### What the task asks
Looking at the records below, say how many lines include "replacement", and add nothing else.

### Records
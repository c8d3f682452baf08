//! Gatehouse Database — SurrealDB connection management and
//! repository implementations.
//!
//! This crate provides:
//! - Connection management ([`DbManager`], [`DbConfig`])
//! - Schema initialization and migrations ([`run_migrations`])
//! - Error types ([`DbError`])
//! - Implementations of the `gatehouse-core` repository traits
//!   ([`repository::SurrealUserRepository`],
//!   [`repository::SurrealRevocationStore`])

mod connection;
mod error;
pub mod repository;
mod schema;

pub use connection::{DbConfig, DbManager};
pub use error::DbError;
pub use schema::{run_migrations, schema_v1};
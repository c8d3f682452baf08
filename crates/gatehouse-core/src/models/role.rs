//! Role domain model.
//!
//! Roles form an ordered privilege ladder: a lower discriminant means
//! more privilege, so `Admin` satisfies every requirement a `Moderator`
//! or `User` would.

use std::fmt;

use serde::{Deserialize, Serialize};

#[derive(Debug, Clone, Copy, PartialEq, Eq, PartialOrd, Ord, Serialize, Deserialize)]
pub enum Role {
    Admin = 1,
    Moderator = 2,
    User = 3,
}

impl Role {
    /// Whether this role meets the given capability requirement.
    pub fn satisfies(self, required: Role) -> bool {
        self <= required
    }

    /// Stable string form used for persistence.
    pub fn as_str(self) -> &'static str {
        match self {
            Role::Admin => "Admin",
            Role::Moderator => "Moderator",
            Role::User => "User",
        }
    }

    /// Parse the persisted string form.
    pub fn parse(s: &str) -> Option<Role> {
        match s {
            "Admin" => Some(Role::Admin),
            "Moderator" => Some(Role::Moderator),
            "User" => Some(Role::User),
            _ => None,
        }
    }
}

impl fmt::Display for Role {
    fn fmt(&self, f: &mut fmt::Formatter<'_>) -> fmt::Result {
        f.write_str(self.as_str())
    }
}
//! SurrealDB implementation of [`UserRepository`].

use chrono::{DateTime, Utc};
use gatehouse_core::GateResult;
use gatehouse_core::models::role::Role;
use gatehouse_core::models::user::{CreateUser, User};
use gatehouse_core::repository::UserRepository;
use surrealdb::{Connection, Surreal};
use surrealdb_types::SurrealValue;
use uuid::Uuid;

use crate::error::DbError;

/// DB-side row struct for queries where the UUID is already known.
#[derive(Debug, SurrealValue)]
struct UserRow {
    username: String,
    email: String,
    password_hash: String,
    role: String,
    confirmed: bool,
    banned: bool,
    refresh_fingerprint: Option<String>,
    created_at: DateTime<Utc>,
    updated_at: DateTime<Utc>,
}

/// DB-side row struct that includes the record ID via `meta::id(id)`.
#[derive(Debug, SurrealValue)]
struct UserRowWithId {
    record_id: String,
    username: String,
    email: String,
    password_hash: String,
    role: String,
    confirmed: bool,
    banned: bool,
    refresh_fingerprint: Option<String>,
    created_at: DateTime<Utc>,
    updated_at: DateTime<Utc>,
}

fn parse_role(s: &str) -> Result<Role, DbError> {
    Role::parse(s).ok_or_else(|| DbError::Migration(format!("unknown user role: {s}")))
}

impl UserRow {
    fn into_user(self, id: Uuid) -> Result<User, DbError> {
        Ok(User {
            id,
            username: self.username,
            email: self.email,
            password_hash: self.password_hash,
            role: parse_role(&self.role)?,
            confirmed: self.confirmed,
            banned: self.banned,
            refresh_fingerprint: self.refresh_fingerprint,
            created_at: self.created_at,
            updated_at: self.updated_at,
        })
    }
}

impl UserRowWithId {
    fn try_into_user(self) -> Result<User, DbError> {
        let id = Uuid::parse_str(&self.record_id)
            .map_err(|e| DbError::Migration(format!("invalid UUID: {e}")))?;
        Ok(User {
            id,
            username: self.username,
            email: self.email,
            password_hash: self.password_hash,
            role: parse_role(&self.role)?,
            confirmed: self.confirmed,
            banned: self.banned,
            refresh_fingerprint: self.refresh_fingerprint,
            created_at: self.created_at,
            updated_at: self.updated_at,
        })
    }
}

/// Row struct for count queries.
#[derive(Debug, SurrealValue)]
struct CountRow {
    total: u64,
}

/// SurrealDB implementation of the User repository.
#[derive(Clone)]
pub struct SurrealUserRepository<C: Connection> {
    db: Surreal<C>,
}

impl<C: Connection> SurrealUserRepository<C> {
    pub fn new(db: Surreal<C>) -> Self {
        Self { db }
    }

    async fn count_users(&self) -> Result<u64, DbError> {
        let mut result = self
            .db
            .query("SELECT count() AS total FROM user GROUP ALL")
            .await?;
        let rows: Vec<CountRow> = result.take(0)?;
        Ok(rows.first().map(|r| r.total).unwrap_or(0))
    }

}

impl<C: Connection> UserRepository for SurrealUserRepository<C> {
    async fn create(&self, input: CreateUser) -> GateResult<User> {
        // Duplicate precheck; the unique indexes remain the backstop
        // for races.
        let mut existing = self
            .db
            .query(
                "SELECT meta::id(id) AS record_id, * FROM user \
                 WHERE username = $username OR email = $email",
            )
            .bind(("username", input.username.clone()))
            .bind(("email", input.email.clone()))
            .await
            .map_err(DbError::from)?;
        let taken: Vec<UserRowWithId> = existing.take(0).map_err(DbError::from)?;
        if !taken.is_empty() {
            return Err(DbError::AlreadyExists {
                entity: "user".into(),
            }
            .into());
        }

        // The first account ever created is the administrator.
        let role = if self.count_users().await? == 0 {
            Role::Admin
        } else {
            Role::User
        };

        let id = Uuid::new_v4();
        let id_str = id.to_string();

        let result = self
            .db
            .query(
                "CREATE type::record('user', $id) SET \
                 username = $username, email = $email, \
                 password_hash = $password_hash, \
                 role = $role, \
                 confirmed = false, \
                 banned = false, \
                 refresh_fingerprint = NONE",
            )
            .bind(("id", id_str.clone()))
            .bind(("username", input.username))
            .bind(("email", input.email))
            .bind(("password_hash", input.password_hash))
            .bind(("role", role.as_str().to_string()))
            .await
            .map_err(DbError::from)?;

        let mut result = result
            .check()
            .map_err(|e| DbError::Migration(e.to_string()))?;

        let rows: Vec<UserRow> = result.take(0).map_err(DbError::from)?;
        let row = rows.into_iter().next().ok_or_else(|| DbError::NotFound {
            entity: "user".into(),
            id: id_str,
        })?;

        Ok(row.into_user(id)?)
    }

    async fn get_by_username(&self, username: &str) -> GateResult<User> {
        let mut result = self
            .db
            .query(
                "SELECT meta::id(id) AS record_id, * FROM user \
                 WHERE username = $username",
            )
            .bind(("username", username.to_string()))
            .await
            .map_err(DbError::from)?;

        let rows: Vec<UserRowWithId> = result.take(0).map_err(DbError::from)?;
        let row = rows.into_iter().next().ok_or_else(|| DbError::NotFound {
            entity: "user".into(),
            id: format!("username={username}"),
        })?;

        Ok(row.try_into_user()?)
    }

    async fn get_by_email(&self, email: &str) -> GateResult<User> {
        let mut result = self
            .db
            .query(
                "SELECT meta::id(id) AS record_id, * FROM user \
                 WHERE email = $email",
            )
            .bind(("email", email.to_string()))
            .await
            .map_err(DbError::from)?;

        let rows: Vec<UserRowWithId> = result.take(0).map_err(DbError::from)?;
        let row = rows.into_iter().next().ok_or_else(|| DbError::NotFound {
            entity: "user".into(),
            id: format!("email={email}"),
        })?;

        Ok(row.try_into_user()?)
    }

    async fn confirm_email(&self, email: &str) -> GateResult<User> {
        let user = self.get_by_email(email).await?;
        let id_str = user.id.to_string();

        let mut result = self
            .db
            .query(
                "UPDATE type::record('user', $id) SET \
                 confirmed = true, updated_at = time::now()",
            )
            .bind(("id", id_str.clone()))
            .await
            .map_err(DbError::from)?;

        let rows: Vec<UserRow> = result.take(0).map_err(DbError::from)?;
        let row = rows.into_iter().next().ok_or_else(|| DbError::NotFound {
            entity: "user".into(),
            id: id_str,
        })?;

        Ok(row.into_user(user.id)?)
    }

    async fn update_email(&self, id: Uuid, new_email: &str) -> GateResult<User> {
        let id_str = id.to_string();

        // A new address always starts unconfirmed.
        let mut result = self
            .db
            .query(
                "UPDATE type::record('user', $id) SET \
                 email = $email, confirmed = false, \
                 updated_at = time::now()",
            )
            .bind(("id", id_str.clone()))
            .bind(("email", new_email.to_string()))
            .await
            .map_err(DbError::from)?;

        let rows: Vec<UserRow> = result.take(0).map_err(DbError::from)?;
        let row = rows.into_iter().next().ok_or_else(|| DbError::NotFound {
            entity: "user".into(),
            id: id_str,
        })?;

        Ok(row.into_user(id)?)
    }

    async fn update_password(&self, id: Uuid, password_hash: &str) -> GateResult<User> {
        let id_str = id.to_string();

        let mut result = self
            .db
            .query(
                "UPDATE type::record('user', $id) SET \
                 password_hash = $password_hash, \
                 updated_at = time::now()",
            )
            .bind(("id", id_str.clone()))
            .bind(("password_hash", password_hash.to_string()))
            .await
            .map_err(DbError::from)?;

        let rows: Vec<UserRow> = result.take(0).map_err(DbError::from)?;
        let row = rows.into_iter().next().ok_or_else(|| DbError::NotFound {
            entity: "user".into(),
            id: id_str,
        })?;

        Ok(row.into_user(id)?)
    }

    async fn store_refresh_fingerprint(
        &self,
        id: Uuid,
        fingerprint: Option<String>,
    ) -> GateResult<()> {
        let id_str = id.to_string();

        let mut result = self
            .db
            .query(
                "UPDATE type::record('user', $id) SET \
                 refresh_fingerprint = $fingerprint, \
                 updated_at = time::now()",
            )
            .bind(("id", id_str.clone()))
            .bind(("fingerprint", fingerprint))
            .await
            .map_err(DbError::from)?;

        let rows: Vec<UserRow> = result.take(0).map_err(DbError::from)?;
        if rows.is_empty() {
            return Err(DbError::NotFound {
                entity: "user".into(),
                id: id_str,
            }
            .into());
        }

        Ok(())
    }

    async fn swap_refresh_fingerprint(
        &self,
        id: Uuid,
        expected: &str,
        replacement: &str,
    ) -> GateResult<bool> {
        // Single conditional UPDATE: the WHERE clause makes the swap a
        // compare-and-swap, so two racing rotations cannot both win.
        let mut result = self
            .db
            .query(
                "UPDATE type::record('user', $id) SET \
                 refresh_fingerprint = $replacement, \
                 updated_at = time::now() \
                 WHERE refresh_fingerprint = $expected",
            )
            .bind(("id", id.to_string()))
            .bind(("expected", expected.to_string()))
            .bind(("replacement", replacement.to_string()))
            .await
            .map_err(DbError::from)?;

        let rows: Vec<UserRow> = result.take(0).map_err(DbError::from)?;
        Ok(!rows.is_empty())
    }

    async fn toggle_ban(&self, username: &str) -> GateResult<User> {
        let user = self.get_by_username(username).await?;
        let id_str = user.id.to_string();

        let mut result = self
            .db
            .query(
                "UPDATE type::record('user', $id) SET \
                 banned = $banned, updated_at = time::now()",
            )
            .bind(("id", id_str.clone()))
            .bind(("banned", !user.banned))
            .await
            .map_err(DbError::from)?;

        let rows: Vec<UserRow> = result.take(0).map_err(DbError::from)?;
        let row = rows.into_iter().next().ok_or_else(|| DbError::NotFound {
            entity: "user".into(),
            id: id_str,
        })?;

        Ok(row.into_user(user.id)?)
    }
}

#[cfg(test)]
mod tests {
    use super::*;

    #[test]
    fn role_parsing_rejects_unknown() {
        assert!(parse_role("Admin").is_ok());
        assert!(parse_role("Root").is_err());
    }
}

### Result
3